2)Dilute the pre-cultures to 1 / 30 into LB medium containing 4 mL ampicillin and kanamycin.
3)Incubate with vigorous shaking so that turbidity becomes 0.03.
4)Add arabinose so that the final concentration becomes 0.02%.
5)Add IPTG until the concentration becomes 2 mM after adding arabinose.
6)Incubate with vigorous shaking for 24 h, and measure turbidity and RFU of GFP at the proper time.
Ⅲ.mazEF System Assay ~Go & Stop~
Pre-culture
1)Suspend colonies on a master plate into LB medium containing ampicillin (50 microg / mL) and kanamycin (50 microg / mL).
2)Incubate with vigorous shaking for 12 h.
Incubation and Assay
1)Measure the turbidity of the pre-cultures.
2)Dilute the pre-cultures to 1 / 30 into LB medium containing 4 mL ampicillin and kanamycin.
3)Incubate with vigorous shaking so that the turbidity becomes 0.03.
4)Add arabinose so that the final concentration becomes 0.02%.

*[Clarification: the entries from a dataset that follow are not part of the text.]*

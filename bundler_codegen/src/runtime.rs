//! The runtime text shared by every entry bundle: the module cache, the
//! loader, the two helpers factories call (`markEsModule`, `defineExports`),
//! and, when the plan has at least one lazy chunk, the lazy-load runtime.

use bundler_chunk::ChunkPlan;
use indexmap::IndexMap;
use serde_json::{Map, Value};

use crate::error::CodegenError;

/// webpack calls this `__webpack_module_cache__`.
pub fn module_cache() -> String {
    let mut out = String::new();
    out.push_str("// Module cache (webpack: __webpack_module_cache__)\n");
    out.push_str("var moduleCache = {};\n");
    out
}

/// webpack calls this `__webpack_require__`. Modules already in the cache are
/// returned without re-running their factory, so a module with a cycle back
/// to itself sees a partially-populated `exports` rather than looping forever.
pub fn module_loader() -> String {
    let mut out = String::new();
    out.push_str("// Module loader (webpack: __webpack_require__)\n");
    out.push_str("function loadModule(id) {\n");
    out.push_str("  if (moduleCache[id]) {\n");
    out.push_str("    return moduleCache[id].exports;\n");
    out.push_str("  }\n");
    out.push_str("  var module = { exports: {} };\n");
    out.push_str("  moduleCache[id] = module;\n");
    out.push_str("  moduleRegistry[id](module, module.exports, loadModule);\n");
    out.push_str("  return module.exports;\n");
    out.push_str("}\n");
    out
}

/// webpack splits these across `__webpack_require__.r` / `.d` / `.o`; here
/// they hang off `loadModule` itself since it's the only thing every factory
/// already has in scope.
pub fn runtime_helpers() -> String {
    let mut out = String::new();
    out.push_str("// Runtime helpers (webpack: __webpack_require__.r / .d / .o)\n");
    out.push_str("loadModule.markEsModule = function(exports) {\n");
    out.push_str("  Object.defineProperty(exports, \"__esModule\", { value: true });\n");
    out.push_str("  if (typeof Symbol !== \"undefined\" && Symbol.toStringTag) {\n");
    out.push_str("    Object.defineProperty(exports, Symbol.toStringTag, { value: \"Module\" });\n");
    out.push_str("  }\n");
    out.push_str("};\n");
    out.push('\n');
    out.push_str("loadModule.hasOwn = function(obj, key) {\n");
    out.push_str("  return Object.prototype.hasOwnProperty.call(obj, key);\n");
    out.push_str("};\n");
    out.push('\n');
    out.push_str("loadModule.defineExports = function(exports, definition) {\n");
    out.push_str("  for (var key in definition) {\n");
    out.push_str("    if (loadModule.hasOwn(definition, key) && !loadModule.hasOwn(exports, key)) {\n");
    out.push_str("      Object.defineProperty(exports, key, { enumerable: true, get: definition[key] });\n");
    out.push_str("    }\n");
    out.push_str("  }\n");
    out.push_str("};\n");
    out
}

/// webpack's jsonp chunk loading (`__webpack_require__.e` plus the
/// `webpackJsonp` install callback), collapsed into one status table, one
/// loader, and one installer. A chunk's promise never rejects on its own; a
/// failed script load just logs and leaves that chunk's promise unresolved.
pub fn lazy_load_runtime(plan: &ChunkPlan) -> Result<String, CodegenError> {
    let chunk_group_map_json = chunk_group_map_json(&plan.chunk_group_map)?;

    let mut out = String::new();
    out.push_str("// Lazy-load runtime (webpack: jsonp chunk loading, __webpack_require__.e)\n");
    out.push_str("var chunkStatus = {};\n");
    out.push_str("var publicPath = \"\";\n");
    out.push_str("function chunkFilename(chunkId) {\n");
    out.push_str("  return chunkId + \".js\";\n");
    out.push_str("}\n");
    out.push_str(&format!("var chunkGroupMap = {chunk_group_map_json};\n"));
    out.push('\n');

    out.push_str("function injectScript(chunkId) {\n");
    out.push_str("  var script = document.createElement(\"script\");\n");
    out.push_str("  script.src = publicPath + chunkFilename(chunkId);\n");
    out.push_str("  script.onerror = function() {\n");
    out.push_str("    console.error(\"failed to load chunk \" + chunkId);\n");
    out.push_str("  };\n");
    out.push_str("  document.head.appendChild(script);\n");
    out.push_str("}\n");
    out.push('\n');

    out.push_str("function loadChunk(chunkId) {\n");
    out.push_str("  var group = chunkGroupMap[chunkId] || [chunkId];\n");
    out.push_str("  var promises = [];\n");
    out.push_str("  for (var i = 0; i < group.length; i++) {\n");
    out.push_str("    var id = group[i];\n");
    out.push_str("    var status = chunkStatus[id];\n");
    out.push_str("    if (status === 0) {\n");
    out.push_str("      continue;\n");
    out.push_str("    }\n");
    out.push_str("    if (status) {\n");
    out.push_str("      promises.push(status[2]);\n");
    out.push_str("      continue;\n");
    out.push_str("    }\n");
    out.push_str("    var resolve, reject;\n");
    out.push_str("    var promise = new Promise(function(res, rej) {\n");
    out.push_str("      resolve = res;\n");
    out.push_str("      reject = rej;\n");
    out.push_str("    });\n");
    out.push_str("    chunkStatus[id] = [resolve, reject, promise];\n");
    out.push_str("    promises.push(promise);\n");
    out.push_str("    injectScript(id);\n");
    out.push_str("  }\n");
    out.push_str("  return Promise.all(promises);\n");
    out.push_str("}\n");
    out.push('\n');

    out.push_str("(function installJsonpRuntime() {\n");
    out.push_str("  var callbacks = self[\"bundlerChunkCallbacks\"] = self[\"bundlerChunkCallbacks\"] || [];\n");
    out.push_str("  var install = function(data) {\n");
    out.push_str("    var chunkIds = data[0];\n");
    out.push_str("    var factories = data[1];\n");
    out.push_str("    for (var id in factories) {\n");
    out.push_str("      if (loadModule.hasOwn(factories, id) && !loadModule.hasOwn(moduleRegistry, id)) {\n");
    out.push_str("        moduleRegistry[id] = factories[id];\n");
    out.push_str("      }\n");
    out.push_str("    }\n");
    out.push_str("    for (var i = 0; i < chunkIds.length; i++) {\n");
    out.push_str("      var chunkId = chunkIds[i];\n");
    out.push_str("      var status = chunkStatus[chunkId];\n");
    out.push_str("      if (status) {\n");
    out.push_str("        status[0]();\n");
    out.push_str("      }\n");
    out.push_str("      chunkStatus[chunkId] = 0;\n");
    out.push_str("    }\n");
    out.push_str("  };\n");
    out.push_str("  callbacks.forEach(install);\n");
    out.push_str("  callbacks.push = install;\n");
    out.push_str("})();\n");

    Ok(out)
}

fn chunk_group_map_json(map: &IndexMap<Box<str>, Vec<Box<str>>>) -> Result<String, CodegenError> {
    let mut obj = Map::new();
    for (chunk_id, group) in map {
        obj.insert(chunk_id.to_string(), Value::Array(group.iter().map(|id| Value::String(id.to_string())).collect()));
    }
    Ok(serde_json::to_string(&Value::Object(obj))?)
}

#[cfg(test)]
mod tests {
    use pretty_assertions::assert_eq;

    use super::*;
    use bundler_chunk::{Chunk, ChunkKind};

    #[test]
    fn serializes_an_empty_chunk_group_map() {
        let map: IndexMap<Box<str>, Vec<Box<str>>> = IndexMap::new();
        assert_eq!(chunk_group_map_json(&map).unwrap(), "{}");
    }

    #[test]
    fn lazy_load_runtime_embeds_the_chunk_group_map() {
        let mut chunk_group_map = IndexMap::new();
        chunk_group_map.insert(Box::<str>::from("feature_js"), vec![Box::<str>::from("shared_a_js"), "feature_js".into()]);
        let plan = ChunkPlan {
            main_chunk: Chunk { chunk_id: "main".into(), kind: ChunkKind::Entry, member_module_ids: vec![], entry_module_id: None },
            lazy_chunks: vec![],
            shared_chunks: vec![],
            chunk_group_map,
        };
        let text = lazy_load_runtime(&plan).unwrap();
        assert!(text.contains("\"feature_js\":[\"shared_a_js\",\"feature_js\"]"));
    }
}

5)Incubate with vigorous shaking for 24 h, and measure the turbidity and the RFU of GFP at proper times.
Ⅳ.mazEF System Assay on the LB Agar Plate(Queen's Caprice)
1)Making LB agar medium(see Table 1.).
2)E. coli are applied at 3 agar medium (in arabinose, in IPTG, in arabinose and IPTG)(Fig. 1.).
3)Overnight culture at 37°C for 24 h.
4)To confirm TA system, inoculate colonies of E. coli having plasmids at agar medium containing arabinose and IPTG.
5)Overnight culture at 37°C for 24 h.
6)Inoculate colonies of E. coli into agar medium containing arabinose.
7)Overnight culture at 37°C for 24 h.
8)Inoculate colonies of E. coli into agar medium in arabinose and IPTG.
9)Overnight culture at 37°C for 24 h.
References
1)Hazan, R., B. Sat, and H. Engelberg-Kulka. Escherichia coli mazEF mediated cell death is triggered by various stressful conditions. J. Bacteriol.186:3663–3669.